=== Begin Enclosure ===

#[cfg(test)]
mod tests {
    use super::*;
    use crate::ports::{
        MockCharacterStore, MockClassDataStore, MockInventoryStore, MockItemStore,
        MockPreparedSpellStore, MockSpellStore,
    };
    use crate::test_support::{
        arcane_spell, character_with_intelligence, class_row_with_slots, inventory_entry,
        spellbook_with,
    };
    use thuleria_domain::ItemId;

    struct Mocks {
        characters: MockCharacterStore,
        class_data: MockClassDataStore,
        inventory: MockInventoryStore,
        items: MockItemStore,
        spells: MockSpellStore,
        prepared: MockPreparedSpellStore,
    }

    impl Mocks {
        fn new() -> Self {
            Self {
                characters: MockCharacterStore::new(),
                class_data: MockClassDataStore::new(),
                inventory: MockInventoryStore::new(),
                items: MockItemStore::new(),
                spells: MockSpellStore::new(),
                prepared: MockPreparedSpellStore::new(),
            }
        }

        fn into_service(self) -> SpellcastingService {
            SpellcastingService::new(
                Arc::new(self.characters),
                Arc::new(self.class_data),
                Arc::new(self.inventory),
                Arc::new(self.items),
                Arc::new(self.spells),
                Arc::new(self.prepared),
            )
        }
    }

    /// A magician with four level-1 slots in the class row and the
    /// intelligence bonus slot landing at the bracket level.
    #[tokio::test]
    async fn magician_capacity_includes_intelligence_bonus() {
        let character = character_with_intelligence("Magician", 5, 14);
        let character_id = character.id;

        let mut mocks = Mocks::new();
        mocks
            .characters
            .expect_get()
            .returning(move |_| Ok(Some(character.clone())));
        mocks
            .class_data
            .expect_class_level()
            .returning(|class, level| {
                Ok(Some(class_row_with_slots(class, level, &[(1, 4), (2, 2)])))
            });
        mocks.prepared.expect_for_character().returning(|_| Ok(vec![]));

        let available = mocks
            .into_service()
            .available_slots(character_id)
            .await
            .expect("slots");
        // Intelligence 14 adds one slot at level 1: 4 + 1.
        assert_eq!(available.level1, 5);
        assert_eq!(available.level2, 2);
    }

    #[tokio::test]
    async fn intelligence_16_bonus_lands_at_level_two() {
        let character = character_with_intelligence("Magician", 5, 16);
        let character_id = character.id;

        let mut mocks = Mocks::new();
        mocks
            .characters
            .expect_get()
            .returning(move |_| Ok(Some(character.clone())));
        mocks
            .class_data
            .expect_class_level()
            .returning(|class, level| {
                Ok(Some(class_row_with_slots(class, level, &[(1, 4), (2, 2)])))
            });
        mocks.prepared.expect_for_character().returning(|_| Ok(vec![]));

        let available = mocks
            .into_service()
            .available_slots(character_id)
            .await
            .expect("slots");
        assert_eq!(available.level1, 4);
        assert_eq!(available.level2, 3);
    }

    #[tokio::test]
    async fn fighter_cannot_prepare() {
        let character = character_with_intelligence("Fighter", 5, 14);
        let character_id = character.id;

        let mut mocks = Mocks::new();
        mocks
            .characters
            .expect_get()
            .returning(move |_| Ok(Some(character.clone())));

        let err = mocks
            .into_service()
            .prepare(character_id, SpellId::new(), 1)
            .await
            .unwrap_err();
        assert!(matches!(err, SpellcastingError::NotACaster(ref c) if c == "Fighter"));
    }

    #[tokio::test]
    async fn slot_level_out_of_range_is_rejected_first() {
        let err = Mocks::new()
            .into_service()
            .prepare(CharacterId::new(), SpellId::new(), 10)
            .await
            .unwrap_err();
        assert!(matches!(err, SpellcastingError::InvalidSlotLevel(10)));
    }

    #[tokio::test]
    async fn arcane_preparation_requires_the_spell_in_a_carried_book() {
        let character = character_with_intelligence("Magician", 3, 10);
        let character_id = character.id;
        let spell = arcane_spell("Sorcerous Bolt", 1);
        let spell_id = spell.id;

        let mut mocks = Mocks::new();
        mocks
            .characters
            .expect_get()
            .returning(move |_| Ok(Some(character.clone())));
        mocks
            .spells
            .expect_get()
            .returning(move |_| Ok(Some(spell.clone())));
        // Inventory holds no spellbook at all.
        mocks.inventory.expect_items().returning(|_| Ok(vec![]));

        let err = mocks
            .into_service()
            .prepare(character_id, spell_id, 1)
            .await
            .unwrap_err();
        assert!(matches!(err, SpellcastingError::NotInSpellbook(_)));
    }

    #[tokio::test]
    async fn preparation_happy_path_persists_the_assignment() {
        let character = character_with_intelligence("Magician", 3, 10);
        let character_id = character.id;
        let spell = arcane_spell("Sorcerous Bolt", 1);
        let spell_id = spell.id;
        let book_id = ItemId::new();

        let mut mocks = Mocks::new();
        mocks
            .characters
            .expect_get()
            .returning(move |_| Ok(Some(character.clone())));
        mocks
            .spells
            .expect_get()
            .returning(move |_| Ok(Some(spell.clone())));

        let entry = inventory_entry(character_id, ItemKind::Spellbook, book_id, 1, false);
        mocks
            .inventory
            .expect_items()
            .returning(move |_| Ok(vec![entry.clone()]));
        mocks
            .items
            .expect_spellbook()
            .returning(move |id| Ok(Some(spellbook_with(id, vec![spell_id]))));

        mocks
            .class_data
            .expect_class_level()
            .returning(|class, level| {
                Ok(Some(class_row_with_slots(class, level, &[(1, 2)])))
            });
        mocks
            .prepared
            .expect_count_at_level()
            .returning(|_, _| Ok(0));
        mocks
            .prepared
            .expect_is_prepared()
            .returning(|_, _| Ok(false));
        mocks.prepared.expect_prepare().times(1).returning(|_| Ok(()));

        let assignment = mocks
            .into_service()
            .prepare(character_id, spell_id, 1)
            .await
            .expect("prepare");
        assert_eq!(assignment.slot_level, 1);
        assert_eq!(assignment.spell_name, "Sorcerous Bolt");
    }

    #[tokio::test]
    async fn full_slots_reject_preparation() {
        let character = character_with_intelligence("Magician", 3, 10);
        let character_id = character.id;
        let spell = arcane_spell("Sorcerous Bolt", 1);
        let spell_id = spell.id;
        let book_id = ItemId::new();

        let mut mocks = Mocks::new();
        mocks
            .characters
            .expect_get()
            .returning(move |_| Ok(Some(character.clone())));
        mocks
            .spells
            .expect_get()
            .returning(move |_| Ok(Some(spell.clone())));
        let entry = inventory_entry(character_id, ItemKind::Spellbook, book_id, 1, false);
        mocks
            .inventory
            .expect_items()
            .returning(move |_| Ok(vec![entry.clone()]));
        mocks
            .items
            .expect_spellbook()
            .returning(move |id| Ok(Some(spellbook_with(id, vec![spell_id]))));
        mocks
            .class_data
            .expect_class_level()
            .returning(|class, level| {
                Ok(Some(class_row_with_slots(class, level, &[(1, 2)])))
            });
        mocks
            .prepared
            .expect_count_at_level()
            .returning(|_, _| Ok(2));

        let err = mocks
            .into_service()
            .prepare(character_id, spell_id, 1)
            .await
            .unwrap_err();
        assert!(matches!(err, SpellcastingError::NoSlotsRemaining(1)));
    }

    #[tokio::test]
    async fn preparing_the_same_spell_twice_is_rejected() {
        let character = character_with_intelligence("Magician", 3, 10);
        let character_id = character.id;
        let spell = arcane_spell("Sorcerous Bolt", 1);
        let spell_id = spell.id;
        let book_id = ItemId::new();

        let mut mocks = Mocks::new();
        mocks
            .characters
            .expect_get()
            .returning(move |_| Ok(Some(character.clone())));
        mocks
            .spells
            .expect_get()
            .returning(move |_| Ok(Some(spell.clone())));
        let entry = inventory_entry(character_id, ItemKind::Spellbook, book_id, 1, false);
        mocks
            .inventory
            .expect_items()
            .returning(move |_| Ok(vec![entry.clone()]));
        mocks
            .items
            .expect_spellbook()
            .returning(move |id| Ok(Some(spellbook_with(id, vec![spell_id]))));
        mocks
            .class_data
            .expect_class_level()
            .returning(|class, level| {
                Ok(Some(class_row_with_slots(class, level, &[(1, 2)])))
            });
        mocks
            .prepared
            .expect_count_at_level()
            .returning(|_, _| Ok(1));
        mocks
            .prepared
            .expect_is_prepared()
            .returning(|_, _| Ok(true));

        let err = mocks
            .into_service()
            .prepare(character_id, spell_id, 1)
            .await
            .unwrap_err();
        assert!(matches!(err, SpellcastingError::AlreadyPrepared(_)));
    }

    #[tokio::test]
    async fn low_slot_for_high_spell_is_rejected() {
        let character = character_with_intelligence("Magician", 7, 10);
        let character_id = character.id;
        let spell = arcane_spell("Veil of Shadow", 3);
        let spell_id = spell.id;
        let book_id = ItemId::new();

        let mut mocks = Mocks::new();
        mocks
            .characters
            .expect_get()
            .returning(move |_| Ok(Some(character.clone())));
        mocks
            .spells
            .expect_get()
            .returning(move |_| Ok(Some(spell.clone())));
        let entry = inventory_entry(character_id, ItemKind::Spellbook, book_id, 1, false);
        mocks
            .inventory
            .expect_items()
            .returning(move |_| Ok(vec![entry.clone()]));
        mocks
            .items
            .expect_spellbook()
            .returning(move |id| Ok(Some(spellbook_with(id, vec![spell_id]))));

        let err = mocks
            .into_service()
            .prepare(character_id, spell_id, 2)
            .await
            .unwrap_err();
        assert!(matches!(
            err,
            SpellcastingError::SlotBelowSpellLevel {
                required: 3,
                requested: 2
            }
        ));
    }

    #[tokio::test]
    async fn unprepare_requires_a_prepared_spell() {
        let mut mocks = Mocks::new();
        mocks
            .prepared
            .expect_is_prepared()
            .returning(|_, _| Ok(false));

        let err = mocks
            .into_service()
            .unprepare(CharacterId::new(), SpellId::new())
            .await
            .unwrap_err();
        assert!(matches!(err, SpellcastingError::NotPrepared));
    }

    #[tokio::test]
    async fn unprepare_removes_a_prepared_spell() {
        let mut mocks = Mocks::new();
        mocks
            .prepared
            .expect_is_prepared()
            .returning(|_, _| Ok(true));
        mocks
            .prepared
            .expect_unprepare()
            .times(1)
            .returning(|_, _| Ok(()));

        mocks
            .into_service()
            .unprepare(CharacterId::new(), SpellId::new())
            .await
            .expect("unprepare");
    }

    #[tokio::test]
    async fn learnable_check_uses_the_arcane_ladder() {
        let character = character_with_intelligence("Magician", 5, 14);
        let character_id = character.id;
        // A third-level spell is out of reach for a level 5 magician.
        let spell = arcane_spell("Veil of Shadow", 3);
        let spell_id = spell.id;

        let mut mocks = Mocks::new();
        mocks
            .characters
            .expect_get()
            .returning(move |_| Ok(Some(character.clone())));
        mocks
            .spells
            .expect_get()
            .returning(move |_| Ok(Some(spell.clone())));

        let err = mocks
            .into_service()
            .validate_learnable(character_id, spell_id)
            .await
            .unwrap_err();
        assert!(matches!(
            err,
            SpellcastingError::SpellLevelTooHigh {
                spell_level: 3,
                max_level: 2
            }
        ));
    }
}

=== End Enclosure ===

(What the task requires): Print exactly, and only, the lines beginning at the top of the listing and ending at the line with "use thuleria_domain::ItemId;".

(Answer to this exercise):
#[cfg(test)]
mod tests {
    use super::*;
    use crate::ports::{
        MockCharacterStore, MockClassDataStore, MockInventoryStore, MockItemStore,
        MockPreparedSpellStore, MockSpellStore,
    };
    use crate::test_support::{
        arcane_spell, character_with_intelligence, class_row_with_slots, inventory_entry,
        spellbook_with,
    };
    use thuleria_domain::ItemId;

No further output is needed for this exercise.